To diagnose, go on the server and:
- list snapshots with zfs list -t snapshot path/of/dataset and check the last one
- eventually look at sanoid logs with journalctl -xe -u sanoid searching for you dataset.

`<dataset>` has too many snapshots#

This is fired because snapshots are accumulating on a dataset (which can lead in increased disk usage).

On the server, list snapshots with zfs list -t snapshot path/of/dataset.

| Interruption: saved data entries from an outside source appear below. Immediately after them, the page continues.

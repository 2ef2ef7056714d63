//! Static corpora used across harnesses.

/// Plain log lines, one row each.
pub const CORPUS_LINES: &[&str] = &[
    "2024-01-15 10:00:00 INFO  Starting application version 2.4.1",
    "2024-01-15 10:00:01 ERROR Failed to connect to database after 3 retries",
    "Jan 15 10:00:02 myhost sshd[12345]: Failed password for invalid user admin",
    "[2024-01-15T10:00:03Z] WARN: Disk usage at 92% on /dev/sda1",
    r#"{"ts":"2024-01-15T10:00:04Z","level":"INFO","message":"Token validated"}"#,
    "GET /api/v1/users 200 47ms",
    "Grüße aus Köln — naïve café",
    "日本語のログ行",
];

/// Lines separated by every break style the transformer accepts.
pub const MIXED_BREAKS: &str = "one\r\ntwo\rthree\n\nfour\r\n\r\nfive\n";

/// Rows expected from [`MIXED_BREAKS`].
pub const MIXED_BREAKS_ROWS: &[&str] = &["one", "two", "three", "four", "five"];

/// The corpus joined with `\n`, terminated.
pub fn corpus_text() -> String {
    let mut text = CORPUS_LINES.join("\n");
    text.push('\n');
    text
}

/// Split `bytes` into pieces of at most `size` bytes, ignoring character
/// boundaries.
pub fn split_bytes(bytes: &[u8], size: usize) -> Vec<Vec<u8>> {
    bytes.chunks(size.max(1)).map(<[u8]>::to_vec).collect()
}
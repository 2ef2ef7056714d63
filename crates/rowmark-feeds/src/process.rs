//! Process feed: spawns an external command and streams its stdout.
//!
//! Stderr lines are logged, not transformed. The child is reaped by a
//! background task that logs its exit status.

use std::process::Stdio;

use tokio::io::{AsyncBufReadExt, BufReader};
use tokio::process::{ChildStderr, Command};

use crate::reader::{self, DEFAULT_CHUNK_SIZE};
use crate::{Feed, FeedError, FeedSource};

#[derive(Debug, Clone)]
pub struct ProcessFeed {
    program: String,
    args: Vec<String>,
    chunk_size: usize,
}

impl ProcessFeed {
    pub fn new(program: impl Into<String>) -> Self {
        Self {
            program: program.into(),
            args: Vec::new(),
            chunk_size: DEFAULT_CHUNK_SIZE,
        }
    }

    pub fn args<I, S>(mut self, args: I) -> Self
    where
        I: IntoIterator<Item = S>,
        S: Into<String>,
    {
        self.args.extend(args.into_iter().map(Into::into));
        self
    }

    pub fn chunk_size(mut self, bytes: usize) -> Self {
        self.chunk_size = bytes;
        self
    }
}

impl FeedSource for ProcessFeed {
    fn open(self) -> Result<Feed, FeedError> {
        let spawn_error = |source| FeedError::Spawn {
            program: self.program.clone(),
            source,
        };

        let mut child = Command::new(&self.program)
            .args(&self.args)
            .stdin(Stdio::null())
            .stdout(Stdio::piped())
            .stderr(Stdio::piped())
            .spawn()
            .map_err(spawn_error)?;

        let stdout = child
            .stdout
            .take()
            .ok_or_else(|| spawn_error(std::io::Error::other("stdout was not captured")))?;

        if let Some(stderr) = child.stderr.take() {
            tokio::spawn(log_stderr(self.program.clone(), stderr));
        }

        let program = self.program.clone();
        tokio::spawn(async move {
            match child.wait().await {
                Ok(status) if status.success() => tracing::debug!(%program, "process exited"),
                Ok(status) => tracing::warn!(%program, %status, "process exited with failure"),
                Err(error) => tracing::warn!(%program, %error, "failed to wait for process"),
            }
        });

        tracing::debug!(program = %self.program, args = ?self.args, "spawned process feed");
        Ok(Feed::new(
            self.program.clone(),
            None,
            reader::chunks(stdout, self.chunk_size),
        ))
    }
}

async fn log_stderr(program: String, stderr: ChildStderr) {
    let mut lines = BufReader::new(stderr).lines();
    loop {
        match lines.next_line().await {
            Ok(Some(line)) => tracing::warn!(%program, "stderr: {line}"),
            Ok(None) => break,
            Err(error) => {
                tracing::debug!(%program, %error, "stopped reading stderr");
                break;
            }
        }
    }
}
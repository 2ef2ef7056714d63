//! Notification throttler: bounds the rate of outbound notifications while
//! a source is producing at high frequency.
//!
//! Every update cancels the pending flush timer and is merged into the
//! staged update. Then either:
//!
//! - the postponement count is still below [`ThrottlePolicy::max_postponed`]:
//!   a new flush is scheduled [`ThrottlePolicy::delay`] from now, or
//! - the count reaches the maximum: it is reset and the staged update is
//!   sent immediately.
//!
//! Isolated updates therefore arrive one delay later, bursts collapse into a
//! single message, and a sustained burst still gets a message every
//! `max_postponed` updates. A flush is the only path that calls the
//! [`Notifier`].
//!
//! Timers are tokio tasks. Outside a runtime there is nothing to fire them,
//! so updates are sent straight away.

use std::sync::Arc;
use std::time::Duration;

use parking_lot::Mutex;
use tokio::task::JoinHandle;

use crate::notifier::{deliver, Notifier};
use crate::types::{Notification, ProgressUpdate, StreamUpdate};

/// Fixed throttling constants for one channel.
#[derive(Debug, Clone, Copy, PartialEq, Eq)]
pub struct ThrottlePolicy {
    pub delay: Duration,
    pub max_postponed: u32,
}

impl Default for ThrottlePolicy {
    fn default() -> Self {
        Self {
            delay: Duration::from_millis(500),
            max_postponed: 500,
        }
    }
}

/// Merge a newer update into an older staged one.
pub trait Coalesce {
    fn coalesce(&mut self, newer: Self);
}

/// Stream updates accumulate: the merged update covers every row produced
/// since the last flush and carries the latest totals.
impl Coalesce for StreamUpdate {
    fn coalesce(&mut self, newer: Self) {
        if self.added_from_row < 0 {
            self.added_from_row = newer.added_from_row;
        }
        if newer.added_to_row >= 0 {
            self.added_to_row = newer.added_to_row;
        }
        self.added_output_text.push_str(&newer.added_output_text);
        self.total_byte_length = newer.total_byte_length;
        self.total_row_count = newer.total_row_count;
    }
}

/// Progress is a snapshot; the latest one wins.
impl Coalesce for ProgressUpdate {
    fn coalesce(&mut self, newer: Self) {
        *self = newer;
    }
}

/// How an update left [`Throttle::update`].
#[derive(Debug, Clone, Copy, PartialEq, Eq)]
pub enum Dispatch {
    /// A delayed flush was (re)scheduled.
    Scheduled,
    /// The staged update was sent synchronously.
    Flushed,
}

#[derive(Debug)]
struct Staged<U> {
    update: Option<U>,
    postponed: u32,
}

impl<U> Staged<U> {
    fn take(&mut self) -> Option<U> {
        self.postponed = 0;
        self.update.take()
    }
}

/// One throttled channel. Owned by a stream session; dropping it cancels the
/// pending timer without sending.
pub struct Throttle<U> {
    policy: ThrottlePolicy,
    staged: Arc<Mutex<Staged<U>>>,
    timer: Option<JoinHandle<()>>,
    notifier: Arc<dyn Notifier>,
}

impl<U> Throttle<U>
where
    U: Coalesce + Into<Notification> + Send + 'static,
{
    pub fn new(policy: ThrottlePolicy, notifier: Arc<dyn Notifier>) -> Self {
        Self {
            policy,
            staged: Arc::new(Mutex::new(Staged {
                update: None,
                postponed: 0,
            })),
            timer: None,
            notifier,
        }
    }

    pub fn policy(&self) -> ThrottlePolicy {
        self.policy
    }

    /// Stage `update` and either schedule or force a flush.
    pub fn update(&mut self, update: U) -> Dispatch {
        self.cancel();

        let forced = {
            let mut staged = self.staged.lock();
            match staged.update.as_mut() {
                Some(current) => current.coalesce(update),
                None => staged.update = Some(update),
            }
            staged.postponed += 1;
            staged.postponed >= self.policy.max_postponed
        };

        if forced {
            self.send_staged();
            return Dispatch::Flushed;
        }
        self.schedule()
    }

    /// Stage `update` and send immediately, bypassing the delay.
    pub fn send_now(&mut self, update: U) {
        self.cancel();
        {
            let mut staged = self.staged.lock();
            match staged.update.as_mut() {
                Some(current) => current.coalesce(update),
                None => staged.update = Some(update),
            }
        }
        self.send_staged();
    }

    /// Cancel the timer and send whatever is staged. Returns `false` if
    /// nothing was staged.
    pub fn flush(&mut self) -> bool {
        self.cancel();
        self.send_staged()
    }

    /// Cancel the pending timer, keeping the staged update.
    pub fn cancel(&mut self) {
        if let Some(timer) = self.timer.take() {
            timer.abort();
        }
    }

    /// Updates postponed since the last flush.
    pub fn postponed(&self) -> u32 {
        self.staged.lock().postponed
    }

    pub fn has_staged(&self) -> bool {
        self.staged.lock().update.is_some()
    }

    /// Whether a delayed flush is waiting to fire.
    pub fn is_scheduled(&self) -> bool {
        self.timer.as_ref().is_some_and(|t| !t.is_finished())
    }

    fn send_staged(&self) -> bool {
        send_staged(&self.staged, self.notifier.as_ref())
    }

    fn schedule(&mut self) -> Dispatch {
        let Ok(runtime) = tokio::runtime::Handle::try_current() else {
            self.send_staged();
            return Dispatch::Flushed;
        };

        let staged = Arc::clone(&self.staged);
        let notifier = Arc::clone(&self.notifier);
        let delay = self.policy.delay;
        self.timer = Some(runtime.spawn(async move {
            tokio::time::sleep(delay).await;
            send_staged(&staged, notifier.as_ref());
        }));
        Dispatch::Scheduled
    }
}

impl<U> Drop for Throttle<U> {
    fn drop(&mut self) {
        if let Some(timer) = self.timer.take() {
            timer.abort();
        }
    }
}

// The lock is held across the send so a timer that already took the staged
// update cannot be overtaken by a later forced flush.
fn send_staged<U: Into<Notification>>(staged: &Mutex<Staged<U>>, notifier: &dyn Notifier) -> bool {
    let mut staged = staged.lock();
    match staged.take() {
        Some(update) => {
            deliver(notifier, update.into());
            true
        }
        None => false,
    }
}

// ---------------------------------------------------------------------------
// Tests
// ---------------------------------------------------------------------------
//! Progress state: the pipes feeding one stream and their aggregate
//! progress fraction.
//!
//! Pipes are registered with [`ProgressState::add`] and removed when they
//! finish. The fraction only means something while at least one pipe is
//! registered; removing the last one resets the state to idle. Progress
//! changes go through a [`Throttle`]; pipe removal and teardown are sent
//! immediately.

use std::sync::Arc;

use chrono::{DateTime, Utc};

use crate::notifier::Notifier;
use crate::throttle::{Throttle, ThrottlePolicy};
use crate::types::{ProgressUpdate, StreamId};

#[derive(Debug, Clone, PartialEq, Eq)]
struct Pipe {
    id: String,
    name: String,
    expected_bytes: u64,
}

pub struct ProgressState {
    stream_id: StreamId,
    /// Registration order is display order.
    pipes: Vec<Pipe>,
    progress: f64,
    started: Option<DateTime<Utc>>,
    consumed_bytes: u64,
    throttle: Throttle<ProgressUpdate>,
}

impl ProgressState {
    pub fn new(stream_id: StreamId, policy: ThrottlePolicy, notifier: Arc<dyn Notifier>) -> Self {
        Self {
            stream_id,
            pipes: Vec::new(),
            progress: 0.0,
            started: None,
            consumed_bytes: 0,
            throttle: Throttle::new(policy, notifier),
        }
    }

    /// Register a pipe. No-op if `id` is already registered.
    pub fn add(&mut self, id: impl Into<String>, name: impl Into<String>) {
        self.register(id.into(), name.into(), 0);
    }

    /// Register a pipe that is expected to deliver `expected_bytes` of
    /// input. Byte-accounted progress is derived from the sum of all
    /// registered expectations.
    pub fn add_sized(&mut self, id: impl Into<String>, name: impl Into<String>, expected_bytes: u64) {
        self.register(id.into(), name.into(), expected_bytes);
    }

    fn register(&mut self, id: String, name: String, expected_bytes: u64) {
        if self.pipes.iter().any(|p| p.id == id) {
            return;
        }
        if self.started.is_none() {
            self.started = Some(Utc::now());
        }
        tracing::debug!(stream = %self.stream_id, pipe = %id, %name, "pipe registered");
        self.pipes.push(Pipe {
            id,
            name,
            expected_bytes,
        });
    }

    /// Deregister a pipe and send the current state. Removing the last pipe
    /// resets progress and logs the total duration. An unknown id changes
    /// nothing but still sends.
    pub fn remove(&mut self, id: &str) {
        let Some(idx) = self.pipes.iter().position(|p| p.id == id) else {
            tracing::debug!(stream = %self.stream_id, pipe = %id, "remove of unknown pipe");
            let snapshot = self.snapshot();
            self.throttle.send_now(snapshot);
            return;
        };
        self.pipes.remove(idx);

        if self.pipes.is_empty() {
            self.progress = 0.0;
            self.consumed_bytes = 0;
            if let Some(started) = self.started.take() {
                let elapsed = (Utc::now() - started).num_milliseconds() as f64 / 1000.0;
                tracing::info!(stream = %self.stream_id, "all pipes done in {elapsed:.2}s");
            }
        }

        let snapshot = self.snapshot();
        self.throttle.send_now(snapshot);
    }

    /// Set the progress fraction. Ignored while idle, when unchanged, or
    /// outside `[0, 1]`. Returns whether the value was applied.
    pub fn next(&mut self, progress: f64) -> bool {
        if self.pipes.is_empty() {
            return false;
        }
        if self.progress == progress {
            return false;
        }
        if !(0.0..=1.0).contains(&progress) {
            return false;
        }
        self.progress = progress;
        let snapshot = self.snapshot();
        self.throttle.update(snapshot);
        true
    }

    /// Account `bytes` of consumed input against the registered
    /// expectations and advance the fraction accordingly. Does nothing when
    /// no pipe declared an expected size.
    pub fn consume(&mut self, bytes: u64) -> bool {
        let expected = self.expected_bytes();
        if expected == 0 || bytes == 0 {
            return false;
        }
        self.consumed_bytes = self.consumed_bytes.saturating_add(bytes);
        let fraction = (self.consumed_bytes as f64 / expected as f64).min(1.0);
        self.next(fraction)
    }

    /// Cancel any pending timer, clear every pipe, and send the final empty
    /// state synchronously.
    pub fn destroy(&mut self) {
        self.throttle.cancel();
        self.pipes.clear();
        self.progress = 0.0;
        self.consumed_bytes = 0;
        self.started = None;
        let snapshot = self.snapshot();
        self.throttle.send_now(snapshot);
    }

    /// Current state as it would be sent.
    pub fn snapshot(&self) -> ProgressUpdate {
        ProgressUpdate {
            stream_id: self.stream_id.clone(),
            progress_fraction: self.progress,
            active_item_names: self.names().map(str::to_string).collect(),
        }
    }

    pub fn progress(&self) -> f64 {
        self.progress
    }

    pub fn names(&self) -> impl Iterator<Item = &str> {
        self.pipes.iter().map(|p| p.name.as_str())
    }

    pub fn is_idle(&self) -> bool {
        self.pipes.is_empty()
    }

    /// When the first currently registered pipe was added.
    pub fn started(&self) -> Option<DateTime<Utc>> {
        self.started
    }

    pub fn expected_bytes(&self) -> u64 {
        self.pipes.iter().map(|p| p.expected_bytes).sum()
    }

    #[cfg(test)]
    pub(crate) fn throttle(&self) -> &Throttle<ProgressUpdate> {
        &self.throttle
    }
}

// ---------------------------------------------------------------------------
// Tests
// ---------------------------------------------------------------------------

Accumulation can be due to two main reasons:

you forgot to configure the retention policy in sanoid.conf for this dataset, and sanoid is not removing old snapshots. In this case you will see a lot of hourly / daily snapshots.
there is another source adding snapshots to this dataset, which are not removed by sanoid.
eventually sanoid is not able to cleanup snapshots, use journalctl -xe -u sanoid to try to see why.

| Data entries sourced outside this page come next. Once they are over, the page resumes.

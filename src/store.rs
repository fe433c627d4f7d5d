//! The content-addressed node store (spec.md §4.3).
//!
//! Two interchangeable implementations satisfy [`NodeStore`]: an in-memory
//! [`EphemeralStore`] (ported from the Python original's `EphemDB`) and a
//! [`RefCountedStore`] wrapper (ported from `RefcountDB`) that makes
//! subtree aliasing across historical roots safe to delete from. Neither
//! has a counterpart in the teacher crate — the teacher recomputes its
//! whole trie root from an in-memory `BTreeMap` on every `root()` call and
//! never persists individual nodes — so this module is grounded directly
//! on the Python original rather than on `ejit-org-ejit-evm`.

use std::collections::HashMap;

use tracing::trace;

use crate::error::Error;
use crate::hash::Hash32;

/// A mapping from 32-byte content addresses to their serialized node
/// bytes, with idempotent `put` and commit-on-demand semantics.
pub trait NodeStore {
    fn get(&self, key: &Hash32) -> Result<Vec<u8>, Error>;
    fn put(&mut self, key: Hash32, value: Vec<u8>) -> Result<(), Error>;
    fn delete(&mut self, key: &Hash32) -> Result<(), Error>;
    fn contains(&self, key: &Hash32) -> bool;
    /// Flushes any buffered writes. A no-op for in-memory stores.
    fn commit(&mut self) {}
}

/// An in-memory node store. For tests and short-lived tries; `delete`
/// physically removes the entry, so it is safe only when no other root
/// can still reach the deleted node (spec.md §5, §9).
#[derive(Debug, Clone, Default)]
pub struct EphemeralStore {
    map: HashMap<Hash32, Vec<u8>>,
}

impl EphemeralStore {
    pub fn new() -> Self {
        Self::default()
    }

    pub fn len(&self) -> usize {
        self.map.len()
    }

    pub fn is_empty(&self) -> bool {
        self.map.is_empty()
    }
}

impl NodeStore for EphemeralStore {
    fn get(&self, key: &Hash32) -> Result<Vec<u8>, Error> {
        self.map.get(key).cloned().ok_or(Error::StoreMiss(*key))
    }

    fn put(&mut self, key: Hash32, value: Vec<u8>) -> Result<(), Error> {
        trace!(?key, len = value.len(), "ephemeral store put");
        self.map.insert(key, value);
        Ok(())
    }

    fn delete(&mut self, key: &Hash32) -> Result<(), Error> {
        trace!(?key, "ephemeral store delete");
        self.map.remove(key);
        Ok(())
    }

    fn contains(&self, key: &Hash32) -> bool {
        self.map.contains_key(key)
    }
}

/// Width, in bytes, of the big-endian reference count prefix each stored
/// value carries. Matches the Python original's `zpad(encode_int(...), 4)`.
const REFCOUNT_WIDTH: usize = 4;

/// Wraps any [`NodeStore`] with a 4-byte big-endian reference count
/// prefixed to every stored value. `put` increments the count (asserting
/// value equality on conflict, per spec.md §4.3); `delete` decrements it
/// and only removes the entry once the count reaches zero. This is the
/// mechanism spec.md §9 recommends for safely deleting nodes that may be
/// shared between the current root and a caller-retained historical one.
#[derive(Debug, Clone, Default)]
pub struct RefCountedStore<S> {
    base: S,
}

impl<S: NodeStore> RefCountedStore<S> {
    pub fn new(base: S) -> Self {
        Self { base }
    }

    pub fn into_inner(self) -> S {
        self.base
    }

    /// Current reference count for `key`, or `0` if absent.
    pub fn refcount(&self, key: &Hash32) -> u32 {
        match self.base.get(key) {
            Ok(raw) => u32::from_be_bytes(raw[..REFCOUNT_WIDTH].try_into().unwrap()),
            Err(_) => 0,
        }
    }
}

impl<S: NodeStore> NodeStore for RefCountedStore<S> {
    fn get(&self, key: &Hash32) -> Result<Vec<u8>, Error> {
        let raw = self.base.get(key)?;
        Ok(raw[REFCOUNT_WIDTH..].to_vec())
    }

    fn put(&mut self, key: Hash32, value: Vec<u8>) -> Result<(), Error> {
        match self.base.get(&key) {
            Ok(existing) => {
                let (count_bytes, existing_value) = existing.split_at(REFCOUNT_WIDTH);
                if existing_value != value.as_slice() {
                    return Err(Error::MalformedNode(
                        "refcounted store: conflicting value for existing hash",
                    ));
                }
                let count = u32::from_be_bytes(count_bytes.try_into().unwrap());
                let mut next = Vec::with_capacity(REFCOUNT_WIDTH + value.len());
                next.extend_from_slice(&(count + 1).to_be_bytes());
                next.extend_from_slice(&value);
                trace!(?key, count = count + 1, "refcounted store put (increment)");
                self.base.put(key, next)
            }
            Err(_) => {
                let mut next = Vec::with_capacity(REFCOUNT_WIDTH + value.len());
                next.extend_from_slice(&1u32.to_be_bytes());
                next.extend_from_slice(&value);
                trace!(?key, count = 1, "refcounted store put (new)");
                self.base.put(key, next)
            }
        }
    }

    fn delete(&mut self, key: &Hash32) -> Result<(), Error> {
        let raw = match self.base.get(key) {
            Ok(raw) => raw,
            Err(_) => return Ok(()),
        };
        let (count_bytes, value) = raw.split_at(REFCOUNT_WIDTH);
        let count = u32::from_be_bytes(count_bytes.try_into().unwrap());
        if count <= 1 {
            trace!(?key, "refcounted store delete (count reached zero)");
            self.base.delete(key)
        } else {
            let mut next = Vec::with_capacity(raw.len());
            next.extend_from_slice(&(count - 1).to_be_bytes());
            next.extend_from_slice(value);
            trace!(?key, count = count - 1, "refcounted store delete (decrement)");
            self.base.put(*key, next)
        }
    }

    fn contains(&self, key: &Hash32) -> bool {
        self.base.contains(key)
    }

    fn commit(&mut self) {
        self.base.commit();
    }
}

SMART error (OfflineUncorrectableSector) detected#

This happens when SMART checks detect a problem on a disk. The disk where the error happens is in the email subject.

If the number is small, it might not be a big deal. But if the number steadily increase, it means it's time to change the disk quickly.

limiting the number of email for this SMART error.#

By default, this alert will spawn every day, which is a bit steady, as there is nothing you can do about it, and it might not yet be time to change the disk.

Using

sudo smartctl -a /dev/sda|grep Offline_Uncorrectable

We can see that the attribute Offline_Uncorrectable as ID 198:

198 Offline_Uncorrectable   0x0030   100   100   000    Old_age   Offline      -       1

So we can update the DEVICSCAN directive in /etc/smartd.conf to add a -U 198+ option, this tells smartd to only send a message if this number increase since last check. (see smartd.conf manpage)

Edit /etc/smartd.conf to change

DEVICESCAN -d removable -n standby -m root -M exec /usr/share/smartmontools/smartd-runner

to

DEVICESCAN -d removable -U 198+ -n standby -m root -M exec /usr/share/smartmontools/smartd-runner

With this change, we’ll still get notified if another sector goes offline and becomes uncorrectable, but as long as the number stays the same, we won’t keep getting repeated alerts.